En la estupenda novela Cien años de Soledad, el escritor colombiano Gabriel García Márquez cuenta cómo una misteriosa enfermedad llamada “la peste del olvido” se abate sobre los pobladores de Macondo y nadie consigue recordar lo que pasa. ¿Será que el Paraguay es Macondo y escribe su historia sobre la arena? ¿Se han contagiado con la peste del olvido los ministros de la Corte Suprema de Justicia que esta semana borraron con el codo lo que habían escrito antes con la mano, al sentenciar que la realidad nunca existió, y que el general Lino Oviedo nunca intentó alzarse contra el Estado de Derecho, y que por lo tanto está libre de toda condena judicial, libre para ser candidato a presidente de la República, como quiere el Tendotá?
¿Se han contagiado también con la peste del olvido el presidente, los ministros, la mayoría de los diputados y senadores, algunos colegas periodistas y analistas que escribieron sobre el intento de golpe de abril de 1996, pero que hoy meten las manos en los bolsillos y silban bajito mirando al cielo, mientras los intereses políticos pasan como con una topadora por sobre la institucionalidad, la credibilidad y la independencia de la Justicia en el Paraguay?
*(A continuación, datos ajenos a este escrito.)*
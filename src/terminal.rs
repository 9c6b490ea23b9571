use std::io;

use ratatui::DefaultTerminal;

/// Runs `play` on a raw-mode, alternate-screen terminal and puts the terminal
/// back afterwards, whether setup, play or a panic ends the session.
pub fn session<T>(play: impl FnOnce(&mut DefaultTerminal) -> io::Result<T>) -> io::Result<T> {
    // try_init also installs a panic hook that restores the terminal
    guarded(ratatui::try_init, play, ratatui::try_restore)
}

/// Calls `leave` after `enter`, even when `enter` itself fails half way.
/// An error from `enter` or `play` is reported ahead of one from `leave`.
pub fn guarded<S, T>(
    enter: impl FnOnce() -> io::Result<S>,
    play: impl FnOnce(&mut S) -> io::Result<T>,
    leave: impl FnOnce() -> io::Result<()>,
) -> io::Result<T> {
    let mut state = match enter() {
        Ok(state) => state,
        Err(e) => {
            let _ = leave();
            return Err(e);
        }
    };

    let played = play(&mut state);
    let left = leave();
    let value = played?;
    left?;
    Ok(value)
}
//! Snake in the terminal.
//!
//! The game itself (`game`, `snake`, `apple`, `geometry`) does no I/O: the
//! driver feeds it one optional command per tick and draws the `Snapshot`
//! it hands back.

pub mod apple;
pub mod config;
pub mod game;
pub mod geometry;
pub mod input;
pub mod snake;
pub mod snapshot;
pub mod terminal;
pub mod ui;
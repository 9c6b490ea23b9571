use std::collections::HashMap;
use std::io;
use std::time::Duration;

use crossterm::event::{self, Event, KeyCode, KeyEvent, KeyEventKind, KeyModifiers};

use crate::game::Command;
use crate::geometry::Direction;

/// Fixed table from keys to commands. Letters are stored lowercase.
#[derive(Clone, Debug)]
pub struct KeyMap {
    bindings: HashMap<KeyCode, Command>,
}

impl Default for KeyMap {
    fn default() -> Self {
        let bindings = [
            (KeyCode::Char('w'), Command::Turn(Direction::Up)),
            (KeyCode::Char('a'), Command::Turn(Direction::Left)),
            (KeyCode::Char('s'), Command::Turn(Direction::Down)),
            (KeyCode::Char('d'), Command::Turn(Direction::Right)),
            (KeyCode::Up, Command::Turn(Direction::Up)),
            (KeyCode::Left, Command::Turn(Direction::Left)),
            (KeyCode::Down, Command::Turn(Direction::Down)),
            (KeyCode::Right, Command::Turn(Direction::Right)),
            (KeyCode::Char('p'), Command::Pause),
            (KeyCode::Char(' '), Command::Pause),
            (KeyCode::Char('r'), Command::Restart),
            (KeyCode::Char('q'), Command::Quit),
            (KeyCode::Esc, Command::Quit),
        ];

        KeyMap::new(bindings)
    }
}

impl KeyMap {
    pub fn new(bindings: impl IntoIterator<Item = (KeyCode, Command)>) -> Self {
        KeyMap {
            bindings: bindings
                .into_iter()
                .map(|(code, command)| (normalize(code), command))
                .collect(),
        }
    }

    /// Unbound keys and anything but a key press give `None`.
    pub fn command_for(&self, key: &KeyEvent) -> Option<Command> {
        if key.kind != KeyEventKind::Press {
            return None;
        }

        if key.modifiers.contains(KeyModifiers::CONTROL) {
            return match key.code {
                KeyCode::Char('c') | KeyCode::Char('C') => Some(Command::Quit),
                _ => None,
            };
        }

        self.bindings.get(&normalize(key.code)).copied()
    }
}

fn normalize(code: KeyCode) -> KeyCode {
    match code {
        KeyCode::Char(c) => KeyCode::Char(c.to_ascii_lowercase()),
        other => other,
    }
}

/// Takes at most one pending terminal event without waiting.
pub fn poll_command(keymap: &KeyMap) -> io::Result<Option<Command>> {
    if !event::poll(Duration::ZERO)? {
        return Ok(None);
    }

    match event::read()? {
        Event::Key(key) => Ok(keymap.command_for(&key)),
        _ => Ok(None),
    }
}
El problema no es Lino Oviedo. Si no fuera porque no puede explicar coherentemente el origen de su cuantiosa fortuna, o porque no se han podido despejar las sospechas sobre su participación en el asesinato del vicepresidente Argaña y de los jóvenes del Marzo Paraguayo, Oviedo sería un fascinante fenómeno político, un interesante personaje para una novela de realismo mágico latinoamericano. Y sí, hay que reconocer que así como pudo ser victimario de libertades públicas y derechos civiles, también fue víctima y prisionero de una mafia político-económica, y hoy está de vuelta, renacido, casi imparable, otra vez convertido en protagonista estrella de la escena política, potencial candidato a presidente del Paraguay.
El problema es lo que se juega detrás de todo esto: la perversión del sistema democrático, la consagración de la impunidad y de la Justicia instrumentada por el poder político, la corrupción fortalecida, la oposición complaciente o vendida, las esperanzas ciudadanas de un cambio democrático cada vez más lejanas aunque todavía latentes.
Y frente a eso, la grata comprobación de que todavía hay mucha gente que se resiste a sucumbir a la peste del olvido y a convivir en el país del no me acuerdo.